## Task to complete
Up to and including the line with "(alpha goes through", return every line from the start of the entries below exactly.

--*--

//! Particle records for the two effects.
//!
//! Construction is the only behavior here; per-frame rules live in
//! `physics.rs`.

use crate::config::{GatherParams, TrailParams};
use crate::constants::{GATHER_PALETTE, TRAIL_PRIMARY, TRAIL_SECONDARY};
use crate::geometry::SurfaceSize;
use glam::Vec2;
use rand::Rng;

/// 8-bit color with a separate float alpha, matching CSS `rgba()`.
#[derive(Clone, Copy, Debug, PartialEq)]
pub struct Rgba {
    pub r: u8,
    pub g: u8,
    pub b: u8,
    pub a: f32,
}

impl Rgba {
    pub const fn rgb(r: u8, g: u8, b: u8) -> Self {
        Self { r, g, b, a: 1.0 }
    }

    pub const fn with_alpha(self, a: f32) -> Self {
        Self { a, ..self }
    }

    /// CSS color string without the alpha channel (alpha goes through
    /// `globalAlpha` on the canvas).
    pub fn css_rgb(&self) -> String {
        format!("rgb({},{},{})", self.r, self.g, self.b)
    }
}

/// Short-lived spark emitted along the scroll indicator.
#[derive(Clone, Debug, PartialEq)]
pub struct TrailParticle {
    pub pos: Vec2,
    pub vel: Vec2,
    pub life: f32,
    pub radius: f32,
    pub color: Rgba,
}

impl TrailParticle {
    /// Spark near `origin` with a randomized outward velocity. `kick_y` is
    /// added to the vertical component (scroll-speed bias).
    pub fn spawn(origin: Vec2, kick_y: f32, rng: &mut impl Rng, params: &TrailParams) -> Self {
        let jitter = Vec2::new(
            (rng.gen::<f32>() - 0.5) * params.jitter.x,
            (rng.gen::<f32>() - 0.5) * params.jitter.y,
        );
        let vel = Vec2::new(
            params.drift_x_sign * rng.gen::<f32>() * params.speed_x,
            (rng.gen::<f32>() - 0.5) * params.speed_y + kick_y,
        );
        let radius = rng.gen::<f32>() * params.radius_span + params.radius_min;
        let color = if rng.gen::<f32>() < params.primary_chance {
            TRAIL_PRIMARY
        } else {
            TRAIL_SECONDARY
        };
        Self {
            pos: origin + jitter,
            vel,
            life: 1.0,
            radius,
            color,
        }
    }
}

/// Particle that flies from a random point to a fixed target taken from the
/// logo's opaque pixels.
#[derive(Clone, Debug, PartialEq)]
pub struct GatherParticle {
    pub pos: Vec2,
    pub target: Vec2,
    pub vel: Vec2,
    pub radius: f32,
    pub color: Rgba,
    pub accel: f32,
    pub friction: f32,
    pub settled: bool,
}

impl GatherParticle {
    /// Scatter a particle anywhere on `surface`, aimed loosely at `target`.
    /// Spring and friction coefficients are drawn per particle so the logo
    /// assembles in a staggered way.
    pub fn scatter(
        target: Vec2,
        surface: SurfaceSize,
        rng: &mut impl Rng,
        params: &GatherParams,
    ) -> Self {
        let pos = Vec2::new(
            rng.gen::<f32>() * surface.width as f32,
            rng.gen::<f32>() * surface.height as f32,
        );
        let vel = (target - pos).normalize_or_zero() * rng.gen::<f32>() * params.initial_speed;
        let color = GATHER_PALETTE[rng.gen_range(0..GATHER_PALETTE.len())]
            .with_alpha(lerp(params.alpha_min, 1.0, rng.gen()));
        Self {
            pos,
            target,
            vel,
            radius: lerp(params.radius_min, params.radius_max, rng.gen()),
            color,
            accel: lerp(params.accel_min, params.accel_max, rng.gen()),
            friction: lerp(params.friction_min, params.friction_max, rng.gen()),
            settled: false,
        }
    }
}

#[inline]
fn lerp(a: f32, b: f32, t: f32) -> f32 {
    a + (b - a) * t
}
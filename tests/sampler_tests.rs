// Host-side tests for logo placement and opaque-pixel sampling.

use glam::Vec2;
use sparkfall_core::sampler::sample_targets;
use sparkfall_core::{
    opaque_cells, pixels_from_bytes, OpaqueSampler, Placement, RasterImage, SampleError,
    SamplerParams, SurfaceSize,
};

#[test]
fn opaque_cells_uses_strict_threshold_on_stride_grid() {
    // 4x4 image; only grid cells (0,0) (2,0) (0,2) (2,2) are visited with stride 2
    let mut px = vec![[0u8; 4]; 16];
    px[0] = [255, 255, 255, 129]; // (0,0) just above threshold
    px[2] = [255, 255, 255, 128]; // (2,0) at threshold: excluded
    px[8] = [0, 0, 0, 255]; // (0,2)
    px[1] = [0, 0, 0, 255]; // (1,0) off-grid
    let origin = Vec2::new(10.0, 20.0);
    let pts = opaque_cells(&px, 4, 4, origin, 2, 128);
    assert_eq!(pts, vec![Vec2::new(10.0, 20.0), Vec2::new(10.0, 22.0)]);
}

#[test]
fn opaque_cells_treats_zero_stride_as_one() {
    let px = vec![[0, 0, 0, 255]; 9];
    assert_eq!(opaque_cells(&px, 3, 3, Vec2::ZERO, 0, 128).len(), 9);
}

#[test]
fn pixel_view_rejects_ragged_buffers() {
    assert_eq!(pixels_from_bytes(&[0u8; 8]).map(|p| p.len()).ok(), Some(2));
    assert!(matches!(
        pixels_from_bytes(&[0u8; 7]),
        Err(SampleError::BufferMismatch { got: 7, .. })
    ));
    assert!(RasterImage::new(2, 2, vec![0; 15]).is_err());
    assert!(RasterImage::new(2, 2, vec![0; 16]).is_ok());
}

#[test]
fn placement_centres_logo_above_caption_gap() {
    let p = Placement::for_logo(SurfaceSize::new(400, 300), (100, 50), 220.0, 48.0)
        .expect("placement");
    assert_eq!(p.size, Vec2::new(220.0, 110.0));
    assert_eq!(p.origin, Vec2::new(90.0, 71.0));
    assert_eq!(p.pixel_size(), (220, 110));
    assert_eq!(p.bottom_center(), Vec2::new(200.0, 181.0));
}

#[test]
fn placement_shrinks_to_fit_small_surfaces() {
    let surface = SurfaceSize::new(100, 60);
    let p = Placement::for_logo(surface, (10, 10), 220.0, 48.0).expect("placement");
    assert_eq!(p.size, Vec2::new(60.0, 60.0));
    assert_eq!(p.origin, Vec2::new(20.0, 0.0));
    assert!(p.origin.y + p.size.y <= surface.height as f32);
}

#[test]
fn placement_needs_a_real_surface_and_image() {
    assert!(Placement::for_logo(SurfaceSize::new(0, 300), (10, 10), 220.0, 48.0).is_none());
    assert!(Placement::for_logo(SurfaceSize::new(300, 300), (0, 10), 220.0, 48.0).is_none());
}

#[test]
fn raster_image_scales_into_placement() {
    // left half opaque, right half clear
    let mut img = RasterImage::from_fn(2, 1, |x, _| if x == 0 { [255; 4] } else { [0; 4] });
    let placement = Placement {
        origin: Vec2::new(5.0, 5.0),
        size: Vec2::new(8.0, 4.0),
    };
    let pts = img.opaque_points(&placement, 1, 128).expect("sample");
    assert_eq!(pts.len(), 16);
    for p in &pts {
        assert!(p.x >= 5.0 && p.x < 9.0, "point {p:?} outside opaque half");
        assert!(p.y >= 5.0 && p.y < 9.0);
    }
}

#[test]
fn sample_targets_lands_inside_surface() {
    let surface = SurfaceSize::new(320, 240);
    let mut img = RasterImage::solid(64, 32, [200, 100, 0, 255]);
    let params = SamplerParams::default();
    let (placement, targets) = sample_targets(&mut img, surface, &params).expect("targets");
    assert!(!targets.is_empty());
    for t in &targets {
        assert!(surface.contains(*t), "target {t:?} off surface");
        assert!(t.x >= placement.origin.x && t.y >= placement.origin.y);
    }
}

#[test]
fn sample_targets_reports_empty_surface() {
    let mut img = RasterImage::solid(8, 8, [0, 0, 0, 255]);
    let res = sample_targets(&mut img, SurfaceSize::new(0, 0), &SamplerParams::default());
    assert!(matches!(res, Err(SampleError::ZeroSize(0, 0))));
}
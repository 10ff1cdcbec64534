use crate::render::acquire_2d;
use glam::Vec2;
use sparkfall_core::{opaque_cells, pixels_from_bytes, OpaqueSampler, Placement, SampleError};
use wasm_bindgen::JsCast;
use wasm_bindgen_futures::JsFuture;
use web_sys as web;

/// Fetch and decode an image. Rejects on network or decode errors.
pub async fn load_image(uri: &str) -> anyhow::Result<web::HtmlImageElement> {
    let img = web::HtmlImageElement::new().map_err(|e| anyhow::anyhow!("{:?}", e))?;
    img.set_src(uri);
    JsFuture::from(img.decode())
        .await
        .map_err(|e| anyhow::anyhow!("decoding {}: {:?}", uri, e))?;
    Ok(img)
}

/// Samples a decoded logo through an offscreen canvas.
pub struct CanvasSampler {
    image: web::HtmlImageElement,
    buffer: web::HtmlCanvasElement,
    ctx: web::CanvasRenderingContext2d,
}

impl CanvasSampler {
    pub fn new(document: &web::Document, image: web::HtmlImageElement) -> anyhow::Result<Self> {
        let buffer = document
            .create_element("canvas")
            .map_err(|e| anyhow::anyhow!("{:?}", e))?
            .dyn_into::<web::HtmlCanvasElement>()
            .map_err(|e| anyhow::anyhow!("{:?}", e))?;
        let ctx = acquire_2d(&buffer)?;
        Ok(Self { image, buffer, ctx })
    }
}

impl OpaqueSampler for CanvasSampler {
    fn natural_size(&self) -> (u32, u32) {
        (self.image.natural_width(), self.image.natural_height())
    }

    fn opaque_points(
        &mut self,
        placement: &Placement,
        stride: u32,
        threshold: u8,
    ) -> Result<Vec<Vec2>, SampleError> {
        if !self.image.complete() {
            return Err(SampleError::Unavailable);
        }
        let (pw, ph) = placement.pixel_size();
        if pw == 0 || ph == 0 {
            return Err(SampleError::ZeroSize(pw, ph));
        }
        self.buffer.set_width(pw);
        self.buffer.set_height(ph);
        self.ctx.clear_rect(0.0, 0.0, pw as f64, ph as f64);
        self.ctx
            .draw_image_with_html_image_element_and_dw_and_dh(
                &self.image,
                0.0,
                0.0,
                pw as f64,
                ph as f64,
            )
            .map_err(|e| SampleError::Read(format!("{:?}", e)))?;
        let data = self
            .ctx
            .get_image_data(0.0, 0.0, pw as f64, ph as f64)
            .map_err(|e| SampleError::Read(format!("{:?}", e)))?
            .data();
        let points = pixels_from_bytes(&data.0)
            .map(|px| opaque_cells(px, pw, ph, placement.origin, stride, threshold));

        // the buffer keeps nothing between samples
        self.ctx.clear_rect(0.0, 0.0, pw as f64, ph as f64);
        self.buffer.set_width(1);
        self.buffer.set_height(1);
        points
    }
}
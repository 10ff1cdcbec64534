use crate::dom;
use crate::overlay;
use crate::App;
use std::rc::Rc;
use wasm_bindgen::closure::Closure;
use wasm_bindgen::JsCast;
use web_sys as web;

fn listen(window: &web::Window, event: &str, handler: impl FnMut() + 'static) {
    let closure = Closure::wrap(Box::new(handler) as Box<dyn FnMut()>);
    if let Err(e) = window.add_event_listener_with_callback(event, closure.as_ref().unchecked_ref()) {
        log::error!("could not listen for {}: {:?}", event, e);
    }
    closure.forget();
}

/// Keep canvas backing sizes in step with the viewport and tell the engine.
pub fn wire_resize(app: &Rc<App>) {
    let weak = Rc::downgrade(app);
    listen(&app.window, "resize", move || {
        let Some(app) = weak.upgrade() else {
            return;
        };
        let viewport = dom::viewport_size(&app.window);
        app.engine.borrow_mut().resize(viewport);
        app.sync_surfaces();
    });
}

/// Scroll drives both the handle position and the spark trail.
pub fn wire_scroll(app: &Rc<App>) {
    let weak = Rc::downgrade(app);
    listen(&app.window, "scroll", move || {
        let Some(app) = weak.upgrade() else {
            return;
        };
        let percent = dom::document_scroll_percent(&app.window, &app.document);
        overlay::place_scroll_handle(&app.document, percent);
        app.engine.borrow_mut().scroll(percent);
    });
}

/// Page is going away: stop every loop before the surfaces do.
pub fn wire_pagehide(app: &Rc<App>) {
    listen(&app.window, "pagehide", crate::shutdown);
}
use anyhow::{bail, Context};
use instant::Instant;
use sparkfall_core::{
    Engine, EngineConfig, EngineEvent, HostState, NullRenderer, RasterImage, RecordingRenderer,
    SurfaceSize,
};
use std::time::Duration;

const FRAME: Duration = Duration::from_micros(16_667);
const MAX_INTRO_FRAMES: u32 = 60 * 30;
const SCROLL_STEPS: u32 = 120;

/// A ring with a bar through it, standing in for the real logo.
fn synthetic_logo() -> RasterImage {
    let (w, h) = (160u32, 96u32);
    let (cx, cy) = (w as f32 / 2.0, h as f32 / 2.0);
    RasterImage::from_fn(w, h, |x, y| {
        let dx = x as f32 - cx;
        let dy = y as f32 - cy;
        let r = (dx * dx + dy * dy).sqrt();
        let ring = (30.0..42.0).contains(&r);
        let bar = dy.abs() < 5.0 && dx.abs() < 70.0;
        if ring || bar {
            [245, 158, 11, 255]
        } else {
            [0, 0, 0, 0]
        }
    })
}

fn parse_seed() -> anyhow::Result<u64> {
    match std::env::args().nth(1) {
        Some(s) => s.parse().with_context(|| format!("seed {:?} is not a u64", s)),
        None => Ok(7),
    }
}

fn main() -> anyhow::Result<()> {
    env_logger::Builder::from_env(env_logger::Env::default().default_filter_or("info")).init();
    let seed = parse_seed()?;
    let viewport = SurfaceSize::new(1280, 720);
    let mut engine = Engine::new(EngineConfig::default(), viewport, seed);
    let mut recorder = RecordingRenderer::default();
    let started = Instant::now();

    engine.attach_logo(Box::new(synthetic_logo()));

    let mut last_phase = None;
    let mut completed_at = None;
    for frame in 0..MAX_INTRO_FRAMES {
        let event = engine.frame(Some(&mut recorder), FRAME);
        if let Some(intro) = engine.intro() {
            let phase = intro.phase();
            if last_phase != Some(phase) {
                log::info!(
                    "frame {:4}: {:?} ({} particles{})",
                    frame,
                    phase,
                    intro.particles().len(),
                    if intro.is_degraded() { ", degraded" } else { "" }
                );
                last_phase = Some(phase);
            }
        }
        match event {
            Some(EngineEvent::FadeOutStarted) => log::info!("frame {:4}: fade-out started", frame),
            Some(EngineEvent::LoadingComplete) => {
                completed_at = Some(frame);
                break;
            }
            None => {}
        }
        // keep memory flat over long runs
        if recorder.commands.len() > 4096 {
            recorder.clear_history();
        }
    }
    let Some(done) = completed_at else {
        bail!("intro did not complete within {} frames", MAX_INTRO_FRAMES);
    };
    if engine.state() != HostState::Ready {
        bail!("engine reported completion but is still loading");
    }
    log::info!(
        "loading complete after {} frames ({:.1} s simulated)",
        done + 1,
        (done + 1) as f32 * FRAME.as_secs_f32()
    );

    let mut spawned = 0;
    let mut peak = 0;
    for step in 0..=SCROLL_STEPS {
        let percent = step as f32 * 100.0 / SCROLL_STEPS as f32;
        spawned += engine.scroll(percent);
        if step == SCROLL_STEPS / 2 {
            engine.set_indicator_open(true);
        }
        recorder.clear_history();
        engine.frame(Some(&mut recorder), FRAME);
        let live = engine.trail().map_or(0, |t| t.particles().len());
        peak = peak.max(live);
    }
    // nothing left to inspect; let the sparks burn out undrawn
    let mut null = NullRenderer;
    for _ in 0..120 {
        engine.frame(Some(&mut null), FRAME);
    }
    let remaining = engine.trail().map_or(0, |t| t.particles().len());
    log::info!(
        "scroll sweep: {} sparks spawned, peak {} live, {} left after settling",
        spawned,
        peak,
        remaining
    );

    engine.teardown();
    log::info!("done in {:?}", started.elapsed());
    Ok(())
}
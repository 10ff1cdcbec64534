use glam::Vec2;

/// Drawable area of a canvas in pixels.
#[derive(Clone, Copy, Debug, Default, PartialEq, Eq)]
pub struct SurfaceSize {
    pub width: u32,
    pub height: u32,
}

impl SurfaceSize {
    pub const fn new(width: u32, height: u32) -> Self {
        Self { width, height }
    }

    #[inline]
    pub fn is_empty(&self) -> bool {
        self.width == 0 || self.height == 0
    }

    #[inline]
    pub fn contains(&self, p: Vec2) -> bool {
        p.x >= 0.0 && p.y >= 0.0 && p.x < self.width as f32 && p.y < self.height as f32
    }

    /// Pull a point onto the last addressable pixel when it falls outside.
    #[inline]
    pub fn clamp(&self, p: Vec2) -> Vec2 {
        let max_x = (self.width as f32 - 1.0).max(0.0);
        let max_y = (self.height as f32 - 1.0).max(0.0);
        Vec2::new(p.x.clamp(0.0, max_x), p.y.clamp(0.0, max_y))
    }

    #[inline]
    pub fn center(&self) -> Vec2 {
        Vec2::new(self.width as f32 * 0.5, self.height as f32 * 0.5)
    }
}

/// Where the logo sits on the intro surface.
#[derive(Clone, Copy, Debug, PartialEq)]
pub struct Placement {
    pub origin: Vec2,
    pub size: Vec2,
}

impl Placement {
    /// Fit an image of `natural` size at `target_width`, keeping its aspect
    /// ratio, centred so that the logo plus `caption_gap` below it is centred
    /// vertically. Origin and size are whole pixels and the rectangle never
    /// leaves the surface.
    pub fn for_logo(
        surface: SurfaceSize,
        natural: (u32, u32),
        target_width: f32,
        caption_gap: f32,
    ) -> Option<Self> {
        let (nw, nh) = natural;
        if surface.is_empty() || nw == 0 || nh == 0 || target_width <= 0.0 {
            return None;
        }
        let sw = surface.width as f32;
        let sh = surface.height as f32;
        let aspect = nh as f32 / nw as f32;

        let mut width = target_width.min(sw);
        let mut height = width * aspect;
        if height > sh {
            height = sh;
            width = height / aspect;
        }
        let width = width.floor().max(1.0);
        let height = height.floor().max(1.0);

        let x = ((sw - width) * 0.5).floor().max(0.0);
        let y = ((sh - height - caption_gap) * 0.5)
            .floor()
            .clamp(0.0, (sh - height).max(0.0));
        Some(Self {
            origin: Vec2::new(x, y),
            size: Vec2::new(width, height),
        })
    }

    #[inline]
    pub fn pixel_size(&self) -> (u32, u32) {
        (self.size.x.max(0.0) as u32, self.size.y.max(0.0) as u32)
    }

    #[inline]
    pub fn bottom_center(&self) -> Vec2 {
        Vec2::new(self.origin.x + self.size.x * 0.5, self.origin.y + self.size.y)
    }
}
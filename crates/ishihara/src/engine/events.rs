//! Event types and sinks for observing packing runs.
//!
//! This module defines [`PackingEvent`] and a set of sinks to emit, collect, or
//! forward events while a [`crate::engine::PackingEngine`] runs. The draw-command
//! stream is the sequence of [`PackingEvent::ShapePlaced`] events.
use crate::config::{CanvasSize, PackingConfig};
use crate::engine::{RunOutcome, RunSummary};
use crate::shape::DrawCommand;

/// Describes events emitted by the packing engine.
#[non_exhaustive]
#[derive(Debug, Clone)]
pub enum PackingEvent {
    /// Emitted when a run enters the generating state.
    RunStarted {
        /// The validated configuration for this run.
        config: PackingConfig,
        /// Canvas being filled.
        canvas: CanvasSize,
        /// Neighbors tested per candidate.
        check_nearest: usize,
    },

    /// Emitted once per accepted shape, in acceptance order.
    ShapePlaced {
        /// Position of the shape in the placed sequence.
        index: usize,
        /// Whether the shape was colored from the `on` palette.
        classification: bool,
        /// Geometry and color to fill.
        command: DrawCommand,
    },

    /// Emitted after each batch of attempts.
    BatchFinished {
        /// Zero-based batch counter for the run.
        batch: usize,
        /// Shapes accepted in this batch.
        accepted: usize,
        /// Total shapes placed so far.
        placed_total: usize,
        /// Current failure streak.
        failed_in_row: u32,
    },

    /// Emitted when the run reaches a terminal state.
    RunFinished {
        outcome: RunOutcome,
        summary: RunSummary,
    },

    /// Non-fatal warning.
    Warning {
        /// Context string (e.g. "mask").
        context: String,
        /// Human-readable message.
        message: String,
    },
}

/// Discriminant of [`PackingEvent`] used for filtering.
#[derive(Clone, Copy, Debug, PartialEq, Eq, Hash)]
pub enum PackingEventKind {
    RunStarted,
    ShapePlaced,
    BatchFinished,
    RunFinished,
    Warning,
}

impl PackingEvent {
    pub fn kind(&self) -> PackingEventKind {
        match self {
            PackingEvent::RunStarted { .. } => PackingEventKind::RunStarted,
            PackingEvent::ShapePlaced { .. } => PackingEventKind::ShapePlaced,
            PackingEvent::BatchFinished { .. } => PackingEventKind::BatchFinished,
            PackingEvent::RunFinished { .. } => PackingEventKind::RunFinished,
            PackingEvent::Warning { .. } => PackingEventKind::Warning,
        }
    }
}

/// Receives [`PackingEvent`]s from the engine.
pub trait EventSink {
    fn send(&mut self, event: PackingEvent);

    /// Whether events of `kind` should be built and sent at all.
    ///
    /// The engine skips building events nobody wants, so a sink that only
    /// cares about draw commands avoids cloning configs and summaries.
    #[inline]
    fn wants(&self, _kind: PackingEventKind) -> bool {
        true
    }
}

/// A no-op event sink.
impl EventSink for () {
    #[inline]
    fn send(&mut self, _event: PackingEvent) {}

    #[inline]
    fn wants(&self, _kind: PackingEventKind) -> bool {
        false
    }
}

/// Lets a caller keep ownership of a sink handed to a [`MultiSink`].
impl<S: EventSink + ?Sized> EventSink for &mut S {
    #[inline]
    fn send(&mut self, event: PackingEvent) {
        (**self).send(event);
    }

    #[inline]
    fn wants(&self, kind: PackingEventKind) -> bool {
        (**self).wants(kind)
    }
}

/// An event sink that forwards to a user-provided closure.
pub struct FnSink<F>
where
    F: FnMut(PackingEvent),
{
    f: F,
}

impl<F> FnSink<F>
where
    F: FnMut(PackingEvent),
{
    pub fn new(f: F) -> Self {
        Self { f }
    }
}

impl<F> EventSink for FnSink<F>
where
    F: FnMut(PackingEvent),
{
    #[inline]
    fn send(&mut self, event: PackingEvent) {
        (self.f)(event);
    }
}

/// An event sink that collects all events in a `Vec`.
#[derive(Default)]
pub struct VecSink {
    events: Vec<PackingEvent>,
}

impl VecSink {
    pub fn new() -> Self {
        Self { events: Vec::new() }
    }

    pub fn into_inner(self) -> Vec<PackingEvent> {
        self.events
    }

    pub fn as_slice(&self) -> &[PackingEvent] {
        &self.events
    }

    /// Draw commands received so far, in order.
    pub fn draw_commands(&self) -> impl Iterator<Item = &DrawCommand> {
        self.events.iter().filter_map(|e| match e {
            PackingEvent::ShapePlaced { command, .. } => Some(command),
            _ => None,
        })
    }

    pub fn clear(&mut self) {
        self.events.clear();
    }

    pub fn len(&self) -> usize {
        self.events.len()
    }

    pub fn is_empty(&self) -> bool {
        self.events.is_empty()
    }
}

impl EventSink for VecSink {
    #[inline]
    fn send(&mut self, event: PackingEvent) {
        self.events.push(event);
    }
}

/// Fan-out over sinks of different types.
///
/// Each event is delivered only to the sinks that want its kind, and is
/// cloned once per extra recipient.
#[derive(Default)]
pub struct MultiSink<'a> {
    sinks: Vec<Box<dyn EventSink + 'a>>,
}

impl<'a> MultiSink<'a> {
    pub fn new() -> Self {
        Self { sinks: Vec::new() }
    }

    /// Adds a sink, builder style.
    pub fn with(mut self, sink: impl EventSink + 'a) -> Self {
        self.push(sink);
        self
    }

    pub fn push(&mut self, sink: impl EventSink + 'a) {
        self.sinks.push(Box::new(sink));
    }

    pub fn len(&self) -> usize {
        self.sinks.len()
    }

    pub fn is_empty(&self) -> bool {
        self.sinks.is_empty()
    }
}

impl EventSink for MultiSink<'_> {
    fn send(&mut self, event: PackingEvent) {
        let kind = event.kind();
        let mut recipients = self.sinks.iter_mut().filter(|s| s.wants(kind));
        let Some(mut current) = recipients.next() else {
            return;
        };
        for next in recipients {
            current.send(event.clone());
            current = next;
        }
        current.send(event);
    }

    fn wants(&self, kind: PackingEventKind) -> bool {
        self.sinks.iter().any(|s| s.wants(kind))
    }
}

/// Sink adapter that only forwards the listed event kinds.
pub struct FilterSink<S: EventSink> {
    inner: S,
    kinds: Vec<PackingEventKind>,
}

impl<S: EventSink> FilterSink<S> {
    pub fn new(inner: S, kinds: impl IntoIterator<Item = PackingEventKind>) -> Self {
        Self {
            inner,
            kinds: kinds.into_iter().collect(),
        }
    }

    pub fn into_inner(self) -> S {
        self.inner
    }
}

impl<S: EventSink> EventSink for FilterSink<S> {
    fn send(&mut self, event: PackingEvent) {
        if self.wants(event.kind()) {
            self.inner.send(event);
        }
    }

    fn wants(&self, kind: PackingEventKind) -> bool {
        self.kinds.contains(&kind) && self.inner.wants(kind)
    }
}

--*--

## Response box
//! Particle records for the two effects.
//!
//! Construction is the only behavior here; per-frame rules live in
//! `physics.rs`.

use crate::config::{GatherParams, TrailParams};
use crate::constants::{GATHER_PALETTE, TRAIL_PRIMARY, TRAIL_SECONDARY};
use crate::geometry::SurfaceSize;
use glam::Vec2;
use rand::Rng;

/// 8-bit color with a separate float alpha, matching CSS `rgba()`.
#[derive(Clone, Copy, Debug, PartialEq)]
pub struct Rgba {
    pub r: u8,
    pub g: u8,
    pub b: u8,
    pub a: f32,
}

impl Rgba {
    pub const fn rgb(r: u8, g: u8, b: u8) -> Self {
        Self { r, g, b, a: 1.0 }
    }

    pub const fn with_alpha(self, a: f32) -> Self {
        Self { a, ..self }
    }

    /// CSS color string without the alpha channel (alpha goes through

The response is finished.